(Excerpted records Opens)

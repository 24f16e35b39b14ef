//! Domain layer types and invariants.

pub mod metadata;
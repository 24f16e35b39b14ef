//! Configuration layer: typed settings with layered precedence (file → env → CLI).

use std::{
    net::SocketAddr,
    num::{NonZeroU64, NonZeroUsize},
    path::PathBuf,
    str::FromStr,
    time::Duration,
};

use clap::Parser;
use config::{Config, Environment, File};
use serde::Deserialize;
use thiserror::Error;
use tracing::level_filters::LevelFilter;

use crate::application::metadata::DEFAULT_FALLBACK_MARKER;
use crate::cache::DEFAULT_ARTIFACT_TTL_SECS;

mod cli;

pub use cli::{
    CliArgs, Command, PipelineOverrides, RenderArgs, ServeArgs, ServeOverrides, WarmArgs,
};

const DEFAULT_CONFIG_BASENAME: &str = "config/default";
const LOCAL_CONFIG_BASENAME: &str = "ogcache";
const ENV_PREFIX: &str = "OGCACHE";
const DEFAULT_HOST: &str = "127.0.0.1";
const DEFAULT_PORT: u16 = 3000;
const DEFAULT_ROUTE: &str = "/og-image";
const DEFAULT_METADATA_PATH: &str = "public/og-metadata.json";
const DEFAULT_BRAND: &str = "ogcache";
pub(crate) const DEFAULT_RENDER_PROGRAM: &str = "og-render";
const DEFAULT_RENDER_TIMEOUT_SECS: u64 = 30;
const DEFAULT_STORE_DIRECTORY: &str = "og-cache";
const DEFAULT_STORE_MEMORY_LIMIT: usize = 512;
const DEFAULT_MAX_AGE_SECS: u64 = 3600;

/// Fully-resolved deployment settings after precedence resolution and validation.
#[derive(Debug, Clone)]
pub struct Settings {
    pub server: ServerSettings,
    pub logging: LoggingSettings,
    pub metadata: MetadataSettings,
    pub render: RenderSettings,
    pub store: StoreSettings,
    pub response: ResponseSettings,
}

#[derive(Debug, Clone)]
pub struct ServerSettings {
    pub addr: SocketAddr,
    pub route: String,
}

#[derive(Debug, Clone)]
pub struct LoggingSettings {
    pub level: LevelFilter,
    pub format: LogFormat,
}

#[derive(Debug, Clone, Copy)]
pub enum LogFormat {
    Json,
    Compact,
}

#[derive(Debug, Clone)]
pub struct MetadataSettings {
    pub path: PathBuf,
    pub fallback: String,
}

#[derive(Debug, Clone)]
pub struct RenderSettings {
    pub brand: String,
    pub program: PathBuf,
    pub args: Vec<String>,
    pub timeout: Duration,
}

#[derive(Debug, Clone, Copy, PartialEq, Eq)]
pub enum StoreBackend {
    Memory,
    Filesystem,
}

impl FromStr for StoreBackend {
    type Err = String;

    fn from_str(value: &str) -> Result<Self, Self::Err> {
        match value.trim().to_ascii_lowercase().as_str() {
            "memory" => Ok(Self::Memory),
            "filesystem" | "fs" => Ok(Self::Filesystem),
            other => Err(format!(
                "unknown backend `{other}` (expected `memory` or `filesystem`)"
            )),
        }
    }
}

#[derive(Debug, Clone)]
pub struct StoreSettings {
    pub backend: StoreBackend,
    pub directory: PathBuf,
    pub memory_limit: NonZeroUsize,
    pub ttl: Duration,
}

#[derive(Debug, Clone)]
pub struct ResponseSettings {
    pub max_age: NonZeroU64,
}

#[derive(Debug, Error)]
pub enum LoadError {
    #[error("failed to build configuration: {0}")]
    Build(#[from] config::ConfigError),
    #[error("invalid configuration for `{key}`: {reason}")]
    Invalid { key: &'static str, reason: String },
}

impl LoadError {
    fn invalid(key: &'static str, reason: impl Into<String>) -> Self {
        Self::Invalid {
            key,
            reason: reason.into(),
        }
    }
}

/// Load settings using the configured precedence (file → environment → CLI).
pub fn load(cli: &CliArgs) -> Result<Settings, LoadError> {
    let mut builder = Config::builder()
        .add_source(File::with_name(DEFAULT_CONFIG_BASENAME).required(false))
        .add_source(File::with_name(LOCAL_CONFIG_BASENAME).required(false));

    if let Some(path) = cli.config_file.as_ref() {
        builder = builder.add_source(File::from(path.as_path()).required(true));
    }

    builder = builder.add_source(
        Environment::with_prefix(ENV_PREFIX)
            .separator("__")
            .list_separator(" ")
            .with_list_parse_key("render.args")
            .try_parsing(true),
    );

    let mut raw: RawSettings = builder.build()?.try_deserialize()?;

    match cli.command.as_ref() {
        Some(Command::Serve(args)) => raw.apply_serve_overrides(&args.overrides),
        Some(Command::Render(args)) => raw.apply_pipeline_overrides(&args.overrides),
        Some(Command::Warm(args)) => raw.apply_pipeline_overrides(&args.overrides),
        None => raw.apply_serve_overrides(&ServeOverrides::default()),
    }

    Settings::from_raw(raw)
}

#[derive(Debug, Clone, Deserialize, Default)]
#[serde(default)]
struct RawSettings {
    server: RawServerSettings,
    logging: RawLoggingSettings,
    metadata: RawMetadataSettings,
    render: RawRenderSettings,
    store: RawStoreSettings,
    response: RawResponseSettings,
}

impl RawSettings {
    fn apply_serve_overrides(&mut self, overrides: &ServeOverrides) {
        if let Some(host) = overrides.server_host.as_ref() {
            self.server.host = Some(host.clone());
        }
        if let Some(port) = overrides.server_port {
            self.server.port = Some(port);
        }
        if let Some(route) = overrides.server_route.as_ref() {
            self.server.route = Some(route.clone());
        }
        if let Some(level) = overrides.log_level.as_ref() {
            self.logging.level = Some(level.clone());
        }
        if let Some(json) = overrides.log_json {
            self.logging.json = Some(json);
        }
        if let Some(seconds) = overrides.response_max_age_seconds {
            self.response.max_age_seconds = Some(seconds);
        }

        self.apply_pipeline_overrides(&overrides.pipeline);
    }

    fn apply_pipeline_overrides(&mut self, overrides: &PipelineOverrides) {
        if let Some(path) = overrides.metadata_path.as_ref() {
            self.metadata.path = Some(path.clone());
        }
        if let Some(program) = overrides.render_program.as_ref() {
            self.render.program = Some(program.clone());
        }
        if let Some(brand) = overrides.render_brand.as_ref() {
            self.render.brand = Some(brand.clone());
        }
        if let Some(backend) = overrides.store_backend.as_ref() {
            self.store.backend = Some(backend.clone());
        }
        if let Some(directory) = overrides.store_directory.as_ref() {
            self.store.directory = Some(directory.clone());
        }
    }
}

impl Settings {
    fn from_raw(raw: RawSettings) -> Result<Self, LoadError> {
        let RawSettings {
            server,
            logging,
            metadata,
            render,
            store,
            response,
        } = raw;

        let server = build_server_settings(server)?;
        let logging = build_logging_settings(logging)?;
        let metadata = build_metadata_settings(metadata)?;
        let render = build_render_settings(render)?;
        let store = build_store_settings(store)?;
        let response = build_response_settings(response)?;

        Ok(Self {
            server,
            logging,
            metadata,
            render,
            store,
            response,
        })
    }
}

fn build_server_settings(server: RawServerSettings) -> Result<ServerSettings, LoadError> {
    let host = server.host.unwrap_or_else(|| DEFAULT_HOST.to_string());

    let port = server.port.unwrap_or(DEFAULT_PORT);
    if port == 0 {
        return Err(LoadError::invalid(
            "server.port",
            "port must be greater than zero",
        ));
    }

    let addr = parse_socket_addr(&host, port)
        .map_err(|reason| LoadError::invalid("server.addr", reason))?;

    let route = server.route.unwrap_or_else(|| DEFAULT_ROUTE.to_string());
    let route = route.trim().to_string();
    if !route.starts_with('/') || route.len() < 2 {
        return Err(LoadError::invalid(
            "server.route",
            format!("route `{route}` must start with `/` and name a path"),
        ));
    }

    Ok(ServerSettings { addr, route })
}

fn build_logging_settings(logging: RawLoggingSettings) -> Result<LoggingSettings, LoadError> {
    let level = match logging.level {
        Some(level) => LevelFilter::from_str(level.as_str()).map_err(|err| {
            LoadError::invalid("logging.level", format!("failed to parse: {err}"))
        })?,
        None => LevelFilter::INFO,
    };

    let format = if logging.json.unwrap_or(false) {
        LogFormat::Json
    } else {
        LogFormat::Compact
    };

    Ok(LoggingSettings { level, format })
}

fn build_metadata_settings(metadata: RawMetadataSettings) -> Result<MetadataSettings, LoadError> {
    let path = metadata
        .path
        .unwrap_or_else(|| PathBuf::from(DEFAULT_METADATA_PATH));
    if path.as_os_str().is_empty() {
        return Err(LoadError::invalid("metadata.path", "path must not be empty"));
    }

    let fallback = metadata
        .fallback
        .unwrap_or_else(|| DEFAULT_FALLBACK_MARKER.to_string());
    if fallback.trim().is_empty() {
        return Err(LoadError::invalid(
            "metadata.fallback",
            "fallback marker must not be blank",
        ));
    }

    Ok(MetadataSettings { path, fallback })
}

fn build_render_settings(render: RawRenderSettings) -> Result<RenderSettings, LoadError> {
    let brand = render.brand.unwrap_or_else(|| DEFAULT_BRAND.to_string());

    let program = render
        .program
        .unwrap_or_else(|| PathBuf::from(DEFAULT_RENDER_PROGRAM));
    if program.as_os_str().is_empty() {
        return Err(LoadError::invalid("render.program", "path must not be empty"));
    }

    let timeout_secs = render
        .timeout_seconds
        .unwrap_or(DEFAULT_RENDER_TIMEOUT_SECS);
    if timeout_secs == 0 {
        return Err(LoadError::invalid(
            "render.timeout_seconds",
            "must be greater than zero",
        ));
    }

    Ok(RenderSettings {
        brand,
        program,
        args: render.args.unwrap_or_default(),
        timeout: Duration::from_secs(timeout_secs),
    })
}

fn build_store_settings(store: RawStoreSettings) -> Result<StoreSettings, LoadError> {
    let backend = match store.backend {
        Some(value) => StoreBackend::from_str(&value)
            .map_err(|reason| LoadError::invalid("store.backend", reason))?,
        None => StoreBackend::Memory,
    };

    let directory = store
        .directory
        .unwrap_or_else(|| PathBuf::from(DEFAULT_STORE_DIRECTORY));
    if backend == StoreBackend::Filesystem && directory.as_os_str().is_empty() {
        return Err(LoadError::invalid(
            "store.directory",
            "path must not be empty for the filesystem backend",
        ));
    }

    let memory_limit = NonZeroUsize::new(
        store.memory_limit.unwrap_or(DEFAULT_STORE_MEMORY_LIMIT),
    )
    .ok_or_else(|| LoadError::invalid("store.memory_limit", "must be greater than zero"))?;

    let ttl_secs = store.ttl_seconds.unwrap_or(DEFAULT_ARTIFACT_TTL_SECS);
    if ttl_secs == 0 {
        return Err(LoadError::invalid(
            "store.ttl_seconds",
            "must be greater than zero",
        ));
    }

    Ok(StoreSettings {
        backend,
        directory,
        memory_limit,
        ttl: Duration::from_secs(ttl_secs),
    })
}

fn build_response_settings(response: RawResponseSettings) -> Result<ResponseSettings, LoadError> {
    let max_age = NonZeroU64::new(response.max_age_seconds.unwrap_or(DEFAULT_MAX_AGE_SECS))
        .ok_or_else(|| {
            LoadError::invalid("response.max_age_seconds", "must be greater than zero")
        })?;

    Ok(ResponseSettings { max_age })
}

#[derive(Debug, Clone, Deserialize, Default)]
#[serde(default)]
struct RawServerSettings {
    host: Option<String>,
    port: Option<u16>,
    route: Option<String>,
}

#[derive(Debug, Clone, Deserialize, Default)]
#[serde(default)]
struct RawLoggingSettings {
    level: Option<String>,
    json: Option<bool>,
}

#[derive(Debug, Clone, Deserialize, Default)]
#[serde(default)]
struct RawMetadataSettings {
    path: Option<PathBuf>,
    fallback: Option<String>,
}

#[derive(Debug, Clone, Deserialize, Default)]
#[serde(default)]
struct RawRenderSettings {
    brand: Option<String>,
    program: Option<PathBuf>,
    args: Option<Vec<String>>,
    timeout_seconds: Option<u64>,
}

#[derive(Debug, Clone, Deserialize, Default)]
#[serde(default)]
struct RawStoreSettings {
    backend: Option<String>,
    directory: Option<PathBuf>,
    memory_limit: Option<usize>,
    ttl_seconds: Option<u64>,
}

#[derive(Debug, Clone, Deserialize, Default)]
#[serde(default)]
struct RawResponseSettings {
    max_age_seconds: Option<u64>,
}

fn parse_socket_addr(host: &str, port: u16) -> Result<SocketAddr, String> {
    let candidate = format!("{host}:{port}");
    candidate
        .parse()
        .map_err(|err| format!("invalid address `{candidate}`: {err}"))
}

/// Resolve configuration using the supplied CLI arguments, returning both for downstream use.
pub fn load_with_cli() -> Result<(CliArgs, Settings), LoadError> {
    let args = CliArgs::parse();
    let settings = load(&args)?;
    Ok((args, settings))
}

#[cfg(test)]
mod tests;
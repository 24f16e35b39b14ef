use std::sync::Arc;

use axum::{
    Router,
    body::Body,
    extract::{Query, State},
    http::{
        HeaderName, HeaderValue, StatusCode,
        header::{CACHE_CONTROL, CONTENT_LENGTH, CONTENT_TYPE},
    },
    middleware,
    response::{IntoResponse, Response},
    routing::get,
};
use serde::Deserialize;

use crate::application::{
    error::HttpError,
    og_image::{OgImage, OgImageService},
};

use super::{
    OG_CACHE_HEADER,
    middleware::{log_responses, set_request_context},
};

const IMAGE_CONTENT_TYPE: &str = "image/png";

#[derive(Clone)]
pub struct HttpState {
    pub og_images: Arc<OgImageService>,
    /// Client cache lifetime advertised through `Cache-Control`.
    pub max_age_seconds: u64,
}

pub fn build_router(state: HttpState, route: &str) -> Router {
    Router::new()
        .route(route, get(og_image))
        .route("/_health", get(health))
        .with_state(state)
        .layer(middleware::from_fn(log_responses))
        .layer(middleware::from_fn(set_request_context))
}

#[derive(Debug, Default, Deserialize)]
#[serde(default)]
struct OgImageQuery {
    p: Option<String>,
}

async fn og_image(
    State(state): State<HttpState>,
    Query(query): Query<OgImageQuery>,
) -> Result<Response, HttpError> {
    let identifier = query.p.unwrap_or_default();
    let image = state.og_images.generate(&identifier).await?;
    Ok(build_image_response(image, state.max_age_seconds))
}

async fn health() -> StatusCode {
    StatusCode::NO_CONTENT
}

fn build_image_response(image: OgImage, max_age_seconds: u64) -> Response {
    let length = image.bytes.len();
    let mut response = Response::new(Body::from(image.bytes));
    *response.status_mut() = StatusCode::OK;

    let headers = response.headers_mut();
    headers.insert(CONTENT_TYPE, HeaderValue::from_static(IMAGE_CONTENT_TYPE));
    if let Ok(value) = HeaderValue::from_str(&length.to_string()) {
        headers.insert(CONTENT_LENGTH, value);
    }
    if let Ok(value) =
        HeaderValue::from_str(&format!("public, max-age={max_age_seconds}, immutable"))
    {
        headers.insert(CACHE_CONTROL, value);
    }
    headers.insert(
        HeaderName::from_static(OG_CACHE_HEADER),
        HeaderValue::from_static(image.source.as_str()),
    );

    response
}
//! Configuration file loading for jsmend.
//!
//! Discovers and loads `jsmend.toml` from the repository root (or `--config`).
//! Merges config file settings with CLI arguments (CLI takes precedence).

use anyhow::Context;
use camino::{Utf8Path, Utf8PathBuf};
use fs_err as fs;
use jsmend_core::ClassifierConfig;
use jsmend_core::settings::RunSettings;
use serde::Deserialize;
use std::collections::BTreeMap;
use tracing::debug;

/// The config file name to search for.
pub const CONFIG_FILE_NAME: &str = "jsmend.toml";

/// Top-level configuration from jsmend.toml.
#[derive(Debug, Clone, Default, Deserialize)]
#[serde(default, deny_unknown_fields)]
pub struct JsmendConfig {
    /// Source tree, parallelism and backup settings.
    pub run: RunConfig,

    /// Undeclared name → module that exports it. Extends the built-in table.
    pub capabilities: BTreeMap<String, String>,

    /// State primitive used for `setX` / `x` pairs.
    pub state: StateConfig,

    /// Conditional imports for capitalized names.
    pub icons: IconsConfig,

    /// Extra runtime globals that are never declared.
    pub globals: GlobalsConfig,
}

/// Run section of the config.
#[derive(Debug, Clone, Default, Deserialize)]
#[serde(default, deny_unknown_fields)]
pub struct RunConfig {
    /// Managed source tree, relative to the repository root.
    pub source_root: Option<Utf8PathBuf>,

    /// File extensions eligible for repair.
    pub extensions: Option<Vec<String>>,

    /// Glob patterns over repo-relative paths that are never edited.
    pub exclude: Vec<String>,

    /// Worker threads (0 = one per core).
    pub jobs: Option<usize>,

    /// Suffix attempts before a synthesized name is given up on.
    pub max_suffix_attempts: Option<u32>,

    /// Prefix marking a binding as intentionally unused.
    pub reserved_prefix: Option<String>,

    /// Whether to write `<file><suffix>` before overwriting.
    pub backup: Option<bool>,

    /// Suffix for backup files.
    pub backup_suffix: Option<String>,
}

/// State section of the config.
#[derive(Debug, Clone, Default, Deserialize)]
#[serde(default, deny_unknown_fields)]
pub struct StateConfig {
    pub module: Option<String>,
    pub primitive: Option<String>,
    pub setter_prefix: Option<String>,
}

/// Icons section of the config.
#[derive(Debug, Clone, Default, Deserialize)]
#[serde(default, deny_unknown_fields)]
pub struct IconsConfig {
    pub module: Option<String>,
}

/// Globals section of the config.
#[derive(Debug, Clone, Default, Deserialize)]
#[serde(default, deny_unknown_fields)]
pub struct GlobalsConfig {
    pub names: Vec<String>,
}

/// Discover the jsmend.toml config file in the repository root.
pub fn discover_config(repo_root: &Utf8Path) -> Option<Utf8PathBuf> {
    let config_path = repo_root.join(CONFIG_FILE_NAME);
    if config_path.is_file() {
        debug!(path = %config_path, "found config file");
        Some(config_path)
    } else {
        debug!(path = %config_path, "no config file");
        None
    }
}

/// Load and parse a jsmend.toml config file.
pub fn load_config(path: &Utf8Path) -> anyhow::Result<JsmendConfig> {
    let contents =
        fs::read_to_string(path).with_context(|| format!("read config file {}", path))?;
    parse_config(&contents).with_context(|| format!("parse config file {}", path))
}

/// Parse a config file from a string.
pub fn parse_config(contents: &str) -> anyhow::Result<JsmendConfig> {
    let config: JsmendConfig = toml::from_str(contents).context("invalid TOML")?;
    Ok(config)
}

/// Load the explicit config if given, else the one in the repo root, else defaults.
pub fn load_or_default(
    repo_root: &Utf8Path,
    explicit: Option<&Utf8Path>,
) -> anyhow::Result<JsmendConfig> {
    match explicit.map(Utf8Path::to_path_buf).or_else(|| discover_config(repo_root)) {
        Some(path) => load_config(&path),
        None => Ok(JsmendConfig::default()),
    }
}

/// CLI values that override the config file. `None` / empty means "not given".
#[derive(Debug, Clone, Default)]
pub struct CliOverrides {
    pub source_root: Option<Utf8PathBuf>,
    pub extensions: Vec<String>,
    pub exclude: Vec<String>,
    pub jobs: Option<usize>,
    pub backup: bool,
    pub dry_run: bool,
    pub report_out: Option<Utf8PathBuf>,
    pub summary_out: Option<Utf8PathBuf>,
    pub patch_out: Option<Utf8PathBuf>,
}

/// Builder for merging config file with CLI arguments.
pub struct ConfigMerger {
    config: JsmendConfig,
}

impl ConfigMerger {
    pub fn new(config: JsmendConfig) -> Self {
        Self { config }
    }

    /// Settings for one run rooted at `repo_root`. CLI values win over the
    /// config file, which wins over built-in defaults.
    pub fn merge(self, repo_root: Utf8PathBuf, cli: CliOverrides) -> RunSettings {
        let JsmendConfig {
            run,
            capabilities,
            state,
            icons,
            globals,
        } = self.config;
        let defaults = RunSettings::default();

        let mut classifier = ClassifierConfig::default();
        classifier.capabilities.extend(capabilities);
        if let Some(module) = state.module {
            classifier.state_module = module;
        }
        if let Some(primitive) = state.primitive {
            classifier.state_primitive = primitive;
        }
        if let Some(prefix) = state.setter_prefix {
            classifier.setter_prefix = prefix;
        }
        if let Some(module) = icons.module {
            classifier.icon_module = module;
        }
        if let Some(prefix) = run.reserved_prefix {
            classifier.reserved_prefix = prefix;
        }
        classifier.globals.extend(globals.names);

        let extensions = if !cli.extensions.is_empty() {
            cli.extensions
        } else {
            run.extensions.unwrap_or(defaults.extensions)
        };
        let extensions = extensions
            .into_iter()
            .map(|e| e.trim_start_matches('.').to_ascii_lowercase())
            .collect();

        // CLI patterns extend the config file list.
        let mut exclude = run.exclude;
        for pattern in cli.exclude {
            if !exclude.contains(&pattern) {
                exclude.push(pattern);
            }
        }

        RunSettings {
            repo_root,
            source_root: cli
                .source_root
                .or(run.source_root)
                .unwrap_or(defaults.source_root),
            extensions,
            exclude,
            dry_run: cli.dry_run,
            jobs: cli.jobs.or(run.jobs).unwrap_or(defaults.jobs),
            max_suffix_attempts: run
                .max_suffix_attempts
                .unwrap_or(defaults.max_suffix_attempts),
            backup_enabled: cli.backup || run.backup.unwrap_or(defaults.backup_enabled),
            backup_suffix: run.backup_suffix.unwrap_or(defaults.backup_suffix),
            report_out: cli.report_out,
            summary_out: cli.summary_out,
            patch_out: cli.patch_out,
            classifier,
        }
    }
}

(Excerpted records Closes)

Throughout the data above, report every line that contains the string "HttpState".

pub struct HttpState {
pub fn build_router(state: HttpState, route: &str) -> Router {
    State(state): State<HttpState>,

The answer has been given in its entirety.